Collected data entries:
■ ■ ■

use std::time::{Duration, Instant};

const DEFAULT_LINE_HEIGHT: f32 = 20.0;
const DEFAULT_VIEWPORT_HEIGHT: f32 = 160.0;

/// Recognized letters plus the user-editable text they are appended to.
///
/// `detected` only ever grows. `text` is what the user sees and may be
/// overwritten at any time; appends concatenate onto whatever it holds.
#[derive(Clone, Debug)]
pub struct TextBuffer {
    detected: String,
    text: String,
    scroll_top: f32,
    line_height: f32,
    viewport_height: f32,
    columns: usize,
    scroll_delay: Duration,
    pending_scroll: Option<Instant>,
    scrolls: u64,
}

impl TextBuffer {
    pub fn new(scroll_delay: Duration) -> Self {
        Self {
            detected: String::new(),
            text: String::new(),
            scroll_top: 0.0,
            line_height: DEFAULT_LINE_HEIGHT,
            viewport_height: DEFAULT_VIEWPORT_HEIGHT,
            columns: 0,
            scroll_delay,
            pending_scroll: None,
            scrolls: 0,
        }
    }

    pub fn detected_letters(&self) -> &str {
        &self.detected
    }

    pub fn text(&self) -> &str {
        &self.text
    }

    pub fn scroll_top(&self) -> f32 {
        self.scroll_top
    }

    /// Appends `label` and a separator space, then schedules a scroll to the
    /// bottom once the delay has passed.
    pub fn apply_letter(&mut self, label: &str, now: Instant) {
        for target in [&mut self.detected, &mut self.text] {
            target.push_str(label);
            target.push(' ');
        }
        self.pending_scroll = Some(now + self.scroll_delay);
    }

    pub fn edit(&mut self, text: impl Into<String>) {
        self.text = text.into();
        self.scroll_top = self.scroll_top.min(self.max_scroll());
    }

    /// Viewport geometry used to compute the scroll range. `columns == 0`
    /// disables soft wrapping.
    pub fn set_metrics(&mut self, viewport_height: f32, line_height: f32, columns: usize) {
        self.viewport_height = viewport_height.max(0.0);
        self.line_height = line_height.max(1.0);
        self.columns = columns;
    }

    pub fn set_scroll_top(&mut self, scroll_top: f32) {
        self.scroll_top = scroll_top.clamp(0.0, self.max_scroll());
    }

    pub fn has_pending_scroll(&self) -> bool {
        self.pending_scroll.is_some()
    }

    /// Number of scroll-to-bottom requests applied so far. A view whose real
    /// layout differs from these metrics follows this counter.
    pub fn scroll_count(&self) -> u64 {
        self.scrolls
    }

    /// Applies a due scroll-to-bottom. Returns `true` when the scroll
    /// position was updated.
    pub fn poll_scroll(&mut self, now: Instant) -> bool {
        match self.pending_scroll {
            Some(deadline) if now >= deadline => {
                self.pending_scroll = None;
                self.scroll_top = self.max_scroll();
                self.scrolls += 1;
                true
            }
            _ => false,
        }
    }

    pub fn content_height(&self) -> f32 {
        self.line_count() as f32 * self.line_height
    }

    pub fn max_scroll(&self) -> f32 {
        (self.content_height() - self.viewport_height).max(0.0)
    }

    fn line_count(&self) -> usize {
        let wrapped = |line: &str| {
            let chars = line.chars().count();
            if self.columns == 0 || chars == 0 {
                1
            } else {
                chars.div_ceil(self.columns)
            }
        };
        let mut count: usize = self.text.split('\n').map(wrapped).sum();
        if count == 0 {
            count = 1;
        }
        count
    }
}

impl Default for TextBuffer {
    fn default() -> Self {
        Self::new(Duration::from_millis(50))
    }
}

■ ■ ■

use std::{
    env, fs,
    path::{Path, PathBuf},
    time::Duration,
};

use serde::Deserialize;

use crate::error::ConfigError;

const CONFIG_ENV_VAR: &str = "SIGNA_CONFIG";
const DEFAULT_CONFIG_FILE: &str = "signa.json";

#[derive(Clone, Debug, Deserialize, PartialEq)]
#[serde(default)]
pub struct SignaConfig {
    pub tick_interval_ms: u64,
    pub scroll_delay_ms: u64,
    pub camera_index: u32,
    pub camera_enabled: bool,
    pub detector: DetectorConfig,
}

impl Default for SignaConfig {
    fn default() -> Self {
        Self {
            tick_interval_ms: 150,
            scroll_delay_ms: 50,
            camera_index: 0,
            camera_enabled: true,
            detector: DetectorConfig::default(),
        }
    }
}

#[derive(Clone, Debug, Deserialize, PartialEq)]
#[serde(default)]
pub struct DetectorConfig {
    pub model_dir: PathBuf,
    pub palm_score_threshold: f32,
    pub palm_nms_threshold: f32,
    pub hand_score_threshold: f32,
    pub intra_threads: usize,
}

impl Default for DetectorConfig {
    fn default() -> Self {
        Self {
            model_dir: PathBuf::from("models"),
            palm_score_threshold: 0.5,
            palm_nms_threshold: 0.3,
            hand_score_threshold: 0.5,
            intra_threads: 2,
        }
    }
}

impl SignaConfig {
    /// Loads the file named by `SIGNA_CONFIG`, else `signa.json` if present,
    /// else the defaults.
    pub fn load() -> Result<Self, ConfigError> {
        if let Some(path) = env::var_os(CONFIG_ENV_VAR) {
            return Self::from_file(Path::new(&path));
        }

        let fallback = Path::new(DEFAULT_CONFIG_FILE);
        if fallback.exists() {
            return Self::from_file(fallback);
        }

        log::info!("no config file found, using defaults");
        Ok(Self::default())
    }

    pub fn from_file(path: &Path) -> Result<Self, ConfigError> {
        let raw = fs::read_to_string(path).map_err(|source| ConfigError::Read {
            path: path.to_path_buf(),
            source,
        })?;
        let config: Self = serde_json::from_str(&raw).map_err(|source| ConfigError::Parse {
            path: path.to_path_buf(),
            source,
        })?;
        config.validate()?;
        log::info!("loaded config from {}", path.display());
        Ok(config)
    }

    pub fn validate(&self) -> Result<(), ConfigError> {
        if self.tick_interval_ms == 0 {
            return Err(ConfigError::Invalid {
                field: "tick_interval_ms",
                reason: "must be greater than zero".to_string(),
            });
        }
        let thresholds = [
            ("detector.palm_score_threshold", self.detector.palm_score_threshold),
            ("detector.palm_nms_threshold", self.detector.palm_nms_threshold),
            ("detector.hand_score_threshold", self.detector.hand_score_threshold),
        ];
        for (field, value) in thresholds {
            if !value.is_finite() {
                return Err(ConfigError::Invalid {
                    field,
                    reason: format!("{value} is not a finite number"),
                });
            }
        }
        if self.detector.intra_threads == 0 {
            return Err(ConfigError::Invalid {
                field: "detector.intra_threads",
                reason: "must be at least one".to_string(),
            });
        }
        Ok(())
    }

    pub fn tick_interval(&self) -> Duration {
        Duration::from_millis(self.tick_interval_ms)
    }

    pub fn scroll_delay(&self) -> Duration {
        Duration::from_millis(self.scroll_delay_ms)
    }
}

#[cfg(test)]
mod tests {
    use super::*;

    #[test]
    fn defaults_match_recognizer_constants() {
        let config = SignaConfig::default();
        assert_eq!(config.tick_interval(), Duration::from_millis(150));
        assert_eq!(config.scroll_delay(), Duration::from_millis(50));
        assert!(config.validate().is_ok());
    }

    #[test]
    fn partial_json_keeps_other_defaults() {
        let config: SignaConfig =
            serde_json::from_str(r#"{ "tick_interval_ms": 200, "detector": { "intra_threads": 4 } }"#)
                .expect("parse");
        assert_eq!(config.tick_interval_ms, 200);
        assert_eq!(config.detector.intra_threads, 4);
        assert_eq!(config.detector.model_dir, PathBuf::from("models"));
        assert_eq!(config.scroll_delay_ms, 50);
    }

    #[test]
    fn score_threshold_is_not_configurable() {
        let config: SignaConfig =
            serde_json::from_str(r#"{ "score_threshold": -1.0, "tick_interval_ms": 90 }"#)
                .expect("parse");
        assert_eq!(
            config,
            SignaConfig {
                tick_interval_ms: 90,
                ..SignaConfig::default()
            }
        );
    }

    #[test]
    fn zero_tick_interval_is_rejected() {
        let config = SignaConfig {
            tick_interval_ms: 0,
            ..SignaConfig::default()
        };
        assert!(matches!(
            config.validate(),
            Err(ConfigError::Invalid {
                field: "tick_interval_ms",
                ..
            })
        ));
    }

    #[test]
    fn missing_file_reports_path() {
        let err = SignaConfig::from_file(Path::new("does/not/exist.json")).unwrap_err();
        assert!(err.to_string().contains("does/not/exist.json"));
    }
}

■ ■ ■

Exercise description: Tally the lines in the entries above that hold the string "does" and state the tally alone.

Response to the exercise: 2